I watched Trump at this press conference in Greenville, SC. The heart of his appeal was contained in one sentence that the Left is now defining as a dog whistle to racism. “You have a silent majority in this country that feels abused, that feels forgotten, that feels mistreated.”

Every day I have conversations with conservatives convinced Trump is no big deal, he’s too negative, he will fade. Increasingly to me they sound like that proverbial Los Angeles matron who woke up after the election in 1980 incredulous that Reagan was elected, because nobody she knew voted for him.

Peggy Noonan this week put her fingers on the way Trump’s success is rewriting all our scripts, that “America is in play.” Fascinatingly she’s the first to note that Trump may have appeal to Latinos not yet recorded in polling.

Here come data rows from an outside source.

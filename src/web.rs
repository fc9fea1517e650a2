//! HTTP surface: the JSON admin API over the role graph, guarded by the same
//! `authorize` middleware it manages.
use crate::jobs;
use crate::rbac::registry::is_valid_route_path;
use crate::rbac::{
    authorize, caller_from_headers, AuthzGuard, HttpVerb, NewPermission, NewRole,
    PermissionFilter, PermissionId, RbacError, RbacService, RoleFilter, RoleId, RouteRegistry,
    RoutedApp, SnapshotCache, UpdatePermission, UpdateRole,
};
use crate::settings::Settings;
use axum::extract::{Path, Query, State};
use axum::http::StatusCode;
use axum::middleware;
use axum::response::{IntoResponse, Response};
use axum::routing::get;
use axum::{Json, Router};
use miette::IntoDiagnostic;
use sea_orm::DatabaseConnection;
use serde::Deserialize;
use serde_json::json;
use std::net::SocketAddr;
use std::sync::Arc;
use tower_http::trace::TraceLayer;

pub const MODULE: &str = "rbac";

#[derive(Clone)]
pub struct AppState {
    pub db: DatabaseConnection,
    pub rbac: RbacService,
    pub registry: Arc<RouteRegistry>,
}

/// Every admin endpoint, registered under the `rbac` module.
pub fn admin_routes() -> Result<RoutedApp<AppState>, RbacError> {
    RoutedApp::new()
        .route(MODULE, "/rbac/roles", HttpVerb::Get, "List roles", list_roles)?
        .route(MODULE, "/rbac/roles", HttpVerb::Post, "Create role", create_role)?
        .route(MODULE, "/rbac/roles/{id}", HttpVerb::Get, "Get role", get_role)?
        .route(MODULE, "/rbac/roles/{id}", HttpVerb::Put, "Update role", update_role)?
        .route(MODULE, "/rbac/roles/{id}", HttpVerb::Delete, "Delete role", delete_role)?
        .route(
            MODULE,
            "/rbac/permissions",
            HttpVerb::Get,
            "List permissions",
            list_permissions,
        )?
        .route(
            MODULE,
            "/rbac/permissions",
            HttpVerb::Post,
            "Create permission",
            create_permission,
        )?
        .route(
            MODULE,
            "/rbac/permissions/{id}",
            HttpVerb::Get,
            "Get permission",
            get_permission,
        )?
        .route(
            MODULE,
            "/rbac/permissions/{id}",
            HttpVerb::Put,
            "Rename permission",
            update_permission,
        )?
        .route(
            MODULE,
            "/rbac/permissions/{id}",
            HttpVerb::Delete,
            "Delete permission",
            delete_permission,
        )?
        .route(
            MODULE,
            "/rbac/permissions/{id}/roles",
            HttpVerb::Put,
            "Replace permission roles",
            set_permission_roles,
        )?
        .route(
            MODULE,
            "/rbac/permissions/{id}/roles",
            HttpVerb::Post,
            "Add permission roles",
            add_permission_roles,
        )?
        .route(MODULE, "/rbac/routes", HttpVerb::Get, "List registered routes", list_routes)?
        .route(
            MODULE,
            "/rbac/snapshot/reload",
            HttpVerb::Post,
            "Reload authorization snapshot",
            reload_snapshot,
        )
}

/// Assemble the application router and return it with the route registry
/// collected while mounting it.
pub fn build_router(
    settings: Arc<Settings>,
    db: DatabaseConnection,
    rbac: RbacService,
) -> Result<(Router, Arc<RouteRegistry>), RbacError> {
    let (router, registry) = admin_routes()?.into_parts();
    let registry = Arc::new(registry);

    let guard = AuthzGuard::new(rbac.cache().clone(), settings.rbac.environment);
    let state = AppState {
        db,
        rbac,
        registry: registry.clone(),
    };

    let router = router
        .route_layer(middleware::from_fn_with_state(guard, authorize))
        .route("/healthz", get(health))
        .layer(middleware::from_fn(caller_from_headers))
        .layer(TraceLayer::new_for_http())
        .with_state(state);

    Ok((router, registry))
}

pub async fn serve(settings: Settings, db: DatabaseConnection) -> miette::Result<()> {
    let settings = Arc::new(settings);
    let cache = Arc::new(SnapshotCache::load(&db).await?);
    let rbac = RbacService::new(db.clone(), cache.clone());

    let (router, registry) = build_router(settings.clone(), db.clone(), rbac.clone())?;
    rbac.sync_registry(&registry).await?;

    let _scheduler =
        jobs::init_scheduler(db, cache, settings.rbac.snapshot_refresh_secs).await?;

    let addr: SocketAddr = settings.bind_addr().parse().into_diagnostic()?;
    tracing::info!(
        %addr,
        routes = registry.routes().len(),
        environment = ?settings.rbac.environment,
        "routegate listening"
    );
    let listener = tokio::net::TcpListener::bind(addr)
        .await
        .into_diagnostic()?;
    axum::serve(listener, router).await.into_diagnostic()?;
    Ok(())
}

fn json_error(status: StatusCode, message: impl Into<String>) -> Response {
    (status, Json(json!({ "error": message.into() }))).into_response()
}

fn found<T: serde::Serialize>(value: Option<T>, what: &str) -> Response {
    match value {
        Some(v) => Json(v).into_response(),
        None => json_error(StatusCode::NOT_FOUND, format!("{what} not found")),
    }
}

async fn health() -> impl IntoResponse {
    (StatusCode::OK, "ok")
}

// ---------- Roles ----------

#[derive(Debug, Deserialize)]
struct RoleQuery {
    name: Option<String>,
    parent_id: Option<RoleId>,
}

async fn list_roles(
    State(state): State<AppState>,
    Query(q): Query<RoleQuery>,
) -> Result<Response, RbacError> {
    let filter = RoleFilter {
        ids: None,
        name: q.name,
        parent_id: q.parent_id,
    };
    Ok(Json(state.rbac.find_roles(&filter).await?).into_response())
}

async fn create_role(
    State(state): State<AppState>,
    Json(input): Json<NewRole>,
) -> Result<Response, RbacError> {
    match state.rbac.create_role(input).await? {
        Some(role) => Ok((StatusCode::CREATED, Json(role)).into_response()),
        None => Ok(json_error(
            StatusCode::BAD_REQUEST,
            "parent role not found",
        )),
    }
}

async fn get_role(
    State(state): State<AppState>,
    Path(id): Path<String>,
) -> Result<Response, RbacError> {
    let role = state.rbac.find_role_by_id(&RoleId(id)).await?;
    Ok(found(role, "role"))
}

async fn update_role(
    State(state): State<AppState>,
    Path(id): Path<String>,
    Json(input): Json<UpdateRole>,
) -> Result<Response, RbacError> {
    let role = state.rbac.update_role_by_id(&RoleId(id), input).await?;
    Ok(found(role, "role"))
}

async fn delete_role(
    State(state): State<AppState>,
    Path(id): Path<String>,
) -> Result<Response, RbacError> {
    let role = state.rbac.delete_role_by_id(&RoleId(id)).await?;
    Ok(found(role, "role"))
}

// ---------- Permissions ----------

#[derive(Debug, Deserialize)]
struct PermissionQuery {
    path: Option<String>,
    method: Option<HttpVerb>,
    name: Option<String>,
}

#[derive(Debug, Deserialize)]
struct RoleIds {
    roles: Vec<RoleId>,
}

async fn list_permissions(
    State(state): State<AppState>,
    Query(q): Query<PermissionQuery>,
) -> Result<Response, RbacError> {
    let filter = PermissionFilter {
        ids: None,
        path: q.path,
        method: q.method,
        name: q.name,
    };
    Ok(Json(state.rbac.find_permissions(&filter).await?).into_response())
}

async fn create_permission(
    State(state): State<AppState>,
    Json(input): Json<NewPermission>,
) -> Result<Response, RbacError> {
    if !is_valid_route_path(&input.route.path) {
        return Ok(json_error(
            StatusCode::BAD_REQUEST,
            format!("invalid route path `{}`", input.route.path),
        ));
    }
    let permission = state.rbac.create_entry(input).await?;
    Ok((StatusCode::CREATED, Json(permission)).into_response())
}

async fn get_permission(
    State(state): State<AppState>,
    Path(id): Path<String>,
) -> Result<Response, RbacError> {
    let permission = state.rbac.find_permission_by_id(&PermissionId(id)).await?;
    Ok(found(permission, "permission"))
}

async fn update_permission(
    State(state): State<AppState>,
    Path(id): Path<String>,
    Json(input): Json<UpdatePermission>,
) -> Result<Response, RbacError> {
    let permission = state
        .rbac
        .update_permission_by_id(&PermissionId(id), input)
        .await?;
    Ok(found(permission, "permission"))
}

async fn delete_permission(
    State(state): State<AppState>,
    Path(id): Path<String>,
) -> Result<Response, RbacError> {
    let permission = state.rbac.delete_permission_by_id(&PermissionId(id)).await?;
    Ok(found(permission, "permission"))
}

async fn set_permission_roles(
    State(state): State<AppState>,
    Path(id): Path<String>,
    Json(body): Json<RoleIds>,
) -> Result<Response, RbacError> {
    let permission = state
        .rbac
        .set_roles_for_permission_by_id(&PermissionId(id), &body.roles)
        .await?;
    Ok(found(permission, "permission"))
}

async fn add_permission_roles(
    State(state): State<AppState>,
    Path(id): Path<String>,
    Json(body): Json<RoleIds>,
) -> Result<Response, RbacError> {
    let permission = state
        .rbac
        .add_roles_for_permission_by_id(&PermissionId(id), &body.roles)
        .await?;
    Ok(found(permission, "permission"))
}

// ---------- Registry / snapshot ----------

async fn list_routes(State(state): State<AppState>) -> impl IntoResponse {
    Json(state.registry.routes().to_vec())
}

async fn reload_snapshot(State(state): State<AppState>) -> Response {
    let cache = state.rbac.cache();
    match jobs::trigger_job_manually(&state.db, cache, jobs::RELOAD_AUTHZ_SNAPSHOT).await {
        Ok(records) => Json(json!({
            "generation": cache.current_snapshot().generation,
            "records": records,
        }))
        .into_response(),
        Err(e) => {
            tracing::error!(error = %e, "Snapshot reload failed");
            json_error(StatusCode::INTERNAL_SERVER_ERROR, e.to_string())
        }
    }
}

The appeal will be the same as that to other upwardly striving Americans who want America to be a winner again and who feel forgotten by the powerful:

On the subject of elites, I spoke to Scott Miller, co-founder of the Sawyer Miller political-consulting firm, who is now a corporate consultant. He worked on the Ross Perot campaign in 1992 and knows something about outside challenges. He views the key political fact of our time as this: “Over 80% of the American people, across the board, believe an elite group of political incumbents, plus big business, big media, big banks, big unions and big special interests—the whole Washington political class—have rigged the system for the wealthy and connected.” It is “a remarkable moment,” he said. More than half of the American people believe “something has changed, our democracy is not like it used to be, people feel they no longer have a voice.”

I do not support Trump. But that is no reason to disrespect him, or to ignore what he has done so far. Or to ignore the need to coalesce around a principled conservative if we do not support him.

Maggie Gallagher is a senior fellow at American Principles in Action.